## Stored data:

● ● ● ● ●

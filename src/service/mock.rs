//! Mock service clients for testing.
//!
//! Provide scripted, in-memory implementations of the execution and
//! storage services so the orchestrator can be exercised without a
//! network.

use async_trait::async_trait;
use futures::stream::{self, BoxStream};
use futures::StreamExt;
use std::collections::HashMap;
use std::sync::Mutex;
use url::Url;

use super::{
    ColumnDef, ExecutionHandle, ExecutionMetadata, ExecutionService, ExecutionStatus, RawPage,
    StatusReport, StorageService, SubmissionSpec,
};
use crate::error::{QuarryError, Result};

/// Execution id handed out by [`MockExecutionService::submit`].
pub const MOCK_EXECUTION_ID: &str = "00000000-0000-4000-8000-000000000001";

struct MockState {
    /// Status script; the last entry repeats once the script runs out.
    statuses: Vec<StatusReport>,
    status_cursor: usize,
    /// Pages served by `get_results_page`, in order.
    pages: Vec<(Vec<ColumnDef>, Vec<Vec<Option<String>>>)>,
    /// Polls that should fail transiently before the script resumes.
    transient_poll_failures: u32,
    submitted: Vec<SubmissionSpec>,
    poll_count: u32,
    fetch_count: u32,
    last_page_size: Option<u32>,
    cancelled: Vec<String>,
}

/// A mock execution service driven by a scripted status sequence.
pub struct MockExecutionService {
    state: Mutex<MockState>,
}

impl MockExecutionService {
    /// Creates a mock that reports SUCCEEDED immediately and has no output.
    pub fn new() -> Self {
        Self {
            state: Mutex::new(MockState {
                statuses: vec![StatusReport {
                    status: ExecutionStatus::Succeeded,
                    reason: None,
                    metadata: ExecutionMetadata::default(),
                }],
                status_cursor: 0,
                pages: Vec::new(),
                transient_poll_failures: 0,
                submitted: Vec::new(),
                poll_count: 0,
                fetch_count: 0,
                last_page_size: None,
                cancelled: Vec::new(),
            }),
        }
    }

    /// Scripts the status sequence returned by successive polls. The
    /// last status repeats forever.
    pub fn with_statuses(self, statuses: Vec<ExecutionStatus>) -> Self {
        {
            let mut state = self.lock();
            state.statuses = statuses
                .into_iter()
                .map(|status| StatusReport {
                    status,
                    reason: None,
                    metadata: ExecutionMetadata::default(),
                })
                .collect();
        }
        self
    }

    /// Scripts full status reports (statuses plus reasons/metadata).
    pub fn with_status_reports(self, statuses: Vec<StatusReport>) -> Self {
        self.lock().statuses = statuses;
        self
    }

    /// Attaches metadata to the final scripted status report.
    pub fn with_final_metadata(self, metadata: ExecutionMetadata) -> Self {
        {
            let mut state = self.lock();
            if let Some(last) = state.statuses.last_mut() {
                last.metadata = metadata;
            }
        }
        self
    }

    /// Adds one page of results. Pages are chained with generated
    /// continuation tokens; the last page's token is absent.
    pub fn with_page(self, columns: Vec<ColumnDef>, rows: Vec<Vec<Option<String>>>) -> Self {
        self.lock().pages.push((columns, rows));
        self
    }

    /// Makes the next `count` polls fail with a transient error before
    /// the status script resumes.
    pub fn with_transient_poll_failures(self, count: u32) -> Self {
        self.lock().transient_poll_failures = count;
        self
    }

    /// Returns the submission specs received so far.
    pub fn submissions(&self) -> Vec<SubmissionSpec> {
        self.lock().submitted.clone()
    }

    /// Returns how many status polls were issued.
    pub fn poll_count(&self) -> u32 {
        self.lock().poll_count
    }

    /// Returns how many result pages were fetched.
    pub fn fetch_count(&self) -> u32 {
        self.lock().fetch_count
    }

    /// Returns the page size of the most recent results fetch.
    pub fn last_page_size(&self) -> Option<u32> {
        self.lock().last_page_size
    }

    /// Returns the execution ids cancelled so far.
    pub fn cancelled(&self) -> Vec<String> {
        self.lock().cancelled.clone()
    }

    fn lock(&self) -> std::sync::MutexGuard<'_, MockState> {
        self.state.lock().unwrap_or_else(|poisoned| poisoned.into_inner())
    }
}

impl Default for MockExecutionService {
    fn default() -> Self {
        Self::new()
    }
}

#[async_trait]
impl ExecutionService for MockExecutionService {
    async fn submit(&self, spec: &SubmissionSpec) -> Result<ExecutionHandle> {
        let mut state = self.lock();
        state.submitted.push(spec.clone());
        let output = format!("{}{}.csv", spec.output_location, MOCK_EXECUTION_ID);
        Ok(ExecutionHandle {
            execution_id: MOCK_EXECUTION_ID.to_string(),
            output_location: Url::parse(&output).ok(),
        })
    }

    async fn get_status(&self, _execution_id: &str) -> Result<StatusReport> {
        let mut state = self.lock();
        state.poll_count += 1;
        if state.transient_poll_failures > 0 {
            state.transient_poll_failures -= 1;
            return Err(QuarryError::transient("service unavailable"));
        }
        let report = state
            .statuses
            .get(state.status_cursor)
            .or_else(|| state.statuses.last())
            .cloned()
            .unwrap_or_default();
        if state.status_cursor < state.statuses.len() {
            state.status_cursor += 1;
        }
        Ok(report)
    }

    async fn get_results_page(
        &self,
        _execution_id: &str,
        next_token: Option<&str>,
        page_size: u32,
    ) -> Result<RawPage> {
        let mut state = self.lock();
        state.fetch_count += 1;
        state.last_page_size = Some(page_size);

        let index = match next_token {
            None => 0,
            Some(token) => token
                .parse::<usize>()
                .map_err(|_| QuarryError::transient(format!("unknown token '{token}'")))?,
        };
        let (columns, rows) = state
            .pages
            .get(index)
            .cloned()
            .unwrap_or((Vec::new(), Vec::new()));
        let next_token = if index + 1 < state.pages.len() {
            Some((index + 1).to_string())
        } else {
            None
        };

        Ok(RawPage {
            columns,
            rows,
            next_token,
        })
    }

    async fn cancel(&self, execution_id: &str) -> Result<()> {
        self.lock().cancelled.push(execution_id.to_string());
        Ok(())
    }
}

/// Which error a [`FailingExecutionService`] returns from every call.
#[derive(Debug, Clone, Copy, PartialEq, Eq)]
pub enum FailureKind {
    Transient,
    Authorization,
}

/// An execution service whose every call fails with one error kind.
pub struct FailingExecutionService {
    kind: FailureKind,
}

impl FailingExecutionService {
    /// Creates a service that always fails with the given kind.
    pub fn new(kind: FailureKind) -> Self {
        Self { kind }
    }

    fn error(&self) -> QuarryError {
        match self.kind {
            FailureKind::Transient => QuarryError::transient("service unavailable"),
            FailureKind::Authorization => {
                QuarryError::authorization("access denied for caller")
            }
        }
    }
}

#[async_trait]
impl ExecutionService for FailingExecutionService {
    async fn submit(&self, _spec: &SubmissionSpec) -> Result<ExecutionHandle> {
        Err(self.error())
    }

    async fn get_status(&self, _execution_id: &str) -> Result<StatusReport> {
        Err(self.error())
    }

    async fn get_results_page(
        &self,
        _execution_id: &str,
        _next_token: Option<&str>,
        _page_size: u32,
    ) -> Result<RawPage> {
        Err(self.error())
    }

    async fn cancel(&self, _execution_id: &str) -> Result<()> {
        Err(self.error())
    }
}

/// An in-memory object store keyed by location URL.
pub struct MockStorageService {
    objects: Mutex<HashMap<String, Vec<u8>>>,
    deleted: Mutex<Vec<String>>,
}

impl MockStorageService {
    /// Creates an empty store.
    pub fn new() -> Self {
        Self {
            objects: Mutex::new(HashMap::new()),
            deleted: Mutex::new(Vec::new()),
        }
    }

    /// Stores an object at the given location.
    pub fn put(&self, location: &Url, bytes: Vec<u8>) {
        self.objects
            .lock()
            .unwrap_or_else(|poisoned| poisoned.into_inner())
            .insert(location.to_string(), bytes);
    }

    /// Returns the locations deleted so far.
    pub fn deleted(&self) -> Vec<String> {
        self.deleted
            .lock()
            .unwrap_or_else(|poisoned| poisoned.into_inner())
            .clone()
    }

    fn get(&self, location: &Url) -> Result<Vec<u8>> {
        self.objects
            .lock()
            .unwrap_or_else(|poisoned| poisoned.into_inner())
            .get(location.as_str())
            .cloned()
            .ok_or_else(|| QuarryError::storage(format!("no such object: {location}")))
    }
}

impl Default for MockStorageService {
    fn default() -> Self {
        Self::new()
    }
}

#[async_trait]
impl StorageService for MockStorageService {
    async fn get_object(&self, location: &Url) -> Result<BoxStream<'static, Result<Vec<u8>>>> {
        let bytes = self.get(location)?;
        // Serve in two chunks so consumers exercise real stream handling.
        let mid = bytes.len() / 2;
        let chunks = vec![Ok(bytes[..mid].to_vec()), Ok(bytes[mid..].to_vec())];
        Ok(stream::iter(chunks).boxed())
    }

    async fn get_object_range(&self, location: &Url, offset: u64, length: u64) -> Result<Vec<u8>> {
        let bytes = self.get(location)?;
        let start = (offset as usize).min(bytes.len());
        let end = (start + length as usize).min(bytes.len());
        Ok(bytes[start..end].to_vec())
    }

    async fn delete_object(&self, location: &Url) -> Result<()> {
        let removed = self
            .objects
            .lock()
            .unwrap_or_else(|poisoned| poisoned.into_inner())
            .remove(location.as_str());
        if removed.is_none() {
            return Err(QuarryError::storage(format!("no such object: {location}")));
        }
        self.deleted
            .lock()
            .unwrap_or_else(|poisoned| poisoned.into_inner())
            .push(location.to_string());
        Ok(())
    }
}
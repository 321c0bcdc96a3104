//! Service abstraction layer for Quarry.
//!
//! Provides trait-based interfaces for the two external collaborators,
//! the query-execution service and the object-storage service, allowing
//! different backends (or mocks) to be used interchangeably.

mod mock;

pub use mock::{
    FailingExecutionService, FailureKind, MockExecutionService, MockStorageService,
    MOCK_EXECUTION_ID,
};

use crate::error::Result;
use async_trait::async_trait;
use futures::stream::BoxStream;
use serde::{Deserialize, Serialize};
use std::fmt;
use url::Url;

/// Lifecycle status of a remote query execution.
///
/// Transitions: `Queued` → `Running` → one of the terminal states;
/// `Queued` may also jump straight to a terminal state.
#[derive(Debug, Clone, Copy, PartialEq, Eq, Serialize, Deserialize)]
#[serde(rename_all = "SCREAMING_SNAKE_CASE")]
pub enum ExecutionStatus {
    Queued,
    Running,
    Succeeded,
    Failed,
    Cancelled,
}

impl ExecutionStatus {
    /// Returns true if no further status transition can occur.
    pub fn is_terminal(&self) -> bool {
        matches!(self, Self::Succeeded | Self::Failed | Self::Cancelled)
    }

    /// Returns the status as the upstream wire string.
    pub fn as_str(&self) -> &'static str {
        match self {
            Self::Queued => "QUEUED",
            Self::Running => "RUNNING",
            Self::Succeeded => "SUCCEEDED",
            Self::Failed => "FAILED",
            Self::Cancelled => "CANCELLED",
        }
    }

    /// Parses a status from the upstream wire string.
    pub fn parse(s: &str) -> Option<Self> {
        match s.to_uppercase().as_str() {
            "QUEUED" => Some(Self::Queued),
            "RUNNING" => Some(Self::Running),
            "SUCCEEDED" => Some(Self::Succeeded),
            "FAILED" => Some(Self::Failed),
            "CANCELLED" => Some(Self::Cancelled),
            _ => None,
        }
    }
}

impl fmt::Display for ExecutionStatus {
    fn fmt(&self, f: &mut fmt::Formatter<'_>) -> fmt::Result {
        write!(f, "{}", self.as_str())
    }
}

impl Default for ExecutionStatus {
    fn default() -> Self {
        Self::Queued
    }
}

/// Everything the execution service needs to start a new execution.
#[derive(Debug, Clone, PartialEq, Eq)]
pub struct SubmissionSpec {
    /// Final SQL text, with any positional values already bound.
    pub sql: String,
    /// Database to run against.
    pub database: String,
    /// Data catalog name; the service default applies when unset.
    pub catalog: Option<String>,
    /// Workgroup the execution is billed to.
    pub workgroup: String,
    /// Object-storage location where output should be written.
    pub output_location: String,
    /// Whether the service may reuse a prior execution's cached output.
    pub result_reuse: bool,
    /// Maximum age of a reusable result, in minutes.
    pub result_reuse_max_age_minutes: u32,
}

/// Handle to a submitted (or adopted) execution.
///
/// Immutable; owned by the orchestrator for the duration of one call.
#[derive(Debug, Clone)]
pub struct ExecutionHandle {
    /// Service-assigned execution id.
    pub execution_id: String,
    /// Where the service writes the output object, when known at submit time.
    pub output_location: Option<Url>,
}

/// Status poll response: current status plus whatever metadata the
/// service has accumulated so far.
#[derive(Debug, Clone, Default)]
pub struct StatusReport {
    pub status: ExecutionStatus,
    /// Upstream state-change reason, populated for FAILED/CANCELLED.
    pub reason: Option<String>,
    pub metadata: ExecutionMetadata,
}

/// Execution metadata as reported by the service.
///
/// Fields are optional because the service fills them in progressively;
/// missing values are treated as zero by the stats collector.
#[derive(Debug, Clone, Default)]
pub struct ExecutionMetadata {
    pub bytes_scanned: Option<u64>,
    pub total_elapsed_ms: Option<u64>,
    pub queue_time_ms: Option<u64>,
    pub planning_time_ms: Option<u64>,
    pub execution_time_ms: Option<u64>,
    pub service_processing_time_ms: Option<u64>,
    /// Output object location, available once the execution starts.
    pub output_location: Option<Url>,
}

/// Declared type of a result column.
#[derive(Debug, Clone, Copy, PartialEq, Eq, Serialize, Deserialize)]
#[serde(rename_all = "lowercase")]
pub enum ColumnType {
    String,
    Integer,
    Float,
    Boolean,
    Timestamp,
}

impl ColumnType {
    /// Maps an upstream declared-type name onto a coercion type.
    ///
    /// Unknown names fall back to `String`, which never fails coercion.
    pub fn from_declared(name: &str) -> Self {
        match name.to_lowercase().as_str() {
            "tinyint" | "smallint" | "int" | "integer" | "bigint" => Self::Integer,
            "float" | "real" | "double" | "decimal" => Self::Float,
            "boolean" => Self::Boolean,
            "timestamp" | "datetime" => Self::Timestamp,
            _ => Self::String,
        }
    }
}

/// Name and declared type of one result column.
#[derive(Debug, Clone, PartialEq, Eq, Serialize, Deserialize)]
pub struct ColumnDef {
    pub name: String,
    pub column_type: ColumnType,
}

impl ColumnDef {
    /// Creates a new column definition.
    pub fn new(name: impl Into<String>, column_type: ColumnType) -> Self {
        Self {
            name: name.into(),
            column_type,
        }
    }
}

/// One page of raw, uncoerced results from the execution service.
///
/// Cells are text as returned by the service; `None` marks an absent
/// (null) cell. On the first page of a text-backed result set the first
/// row is the header row.
#[derive(Debug, Clone, Default)]
pub struct RawPage {
    pub columns: Vec<ColumnDef>,
    pub rows: Vec<Vec<Option<String>>>,
    /// Continuation token for the next page; `None` on the final page.
    pub next_token: Option<String>,
}

/// Trait defining the interface to the query-execution service.
///
/// Implementations must be safely reentrant (Send + Sync): many
/// orchestrated queries may be in flight over one shared client.
#[async_trait]
pub trait ExecutionService: Send + Sync {
    /// Starts a new execution and returns its handle.
    async fn submit(&self, spec: &SubmissionSpec) -> Result<ExecutionHandle>;

    /// Reports the current status and metadata of an execution.
    async fn get_status(&self, execution_id: &str) -> Result<StatusReport>;

    /// Fetches one page of results. `page_size` of zero requests the
    /// service's default page size.
    async fn get_results_page(
        &self,
        execution_id: &str,
        next_token: Option<&str>,
        page_size: u32,
    ) -> Result<RawPage>;

    /// Cancels a running execution.
    async fn cancel(&self, execution_id: &str) -> Result<()>;
}

/// Trait defining the interface to the object-storage service holding
/// query output.
#[async_trait]
pub trait StorageService: Send + Sync {
    /// Reads an entire object as a stream of byte chunks.
    async fn get_object(&self, location: &Url) -> Result<BoxStream<'static, Result<Vec<u8>>>>;

    /// Reads a byte range of an object.
    async fn get_object_range(&self, location: &Url, offset: u64, length: u64) -> Result<Vec<u8>>;

    /// Deletes an object.
    async fn delete_object(&self, location: &Url) -> Result<()>;
}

● ● ● ● ●

## Description of the task:
If the string "wire" is in a line of the entries, pick that line out.

## Final answer:
    /// Returns the status as the upstream wire string.
    /// Parses a status from the upstream wire string.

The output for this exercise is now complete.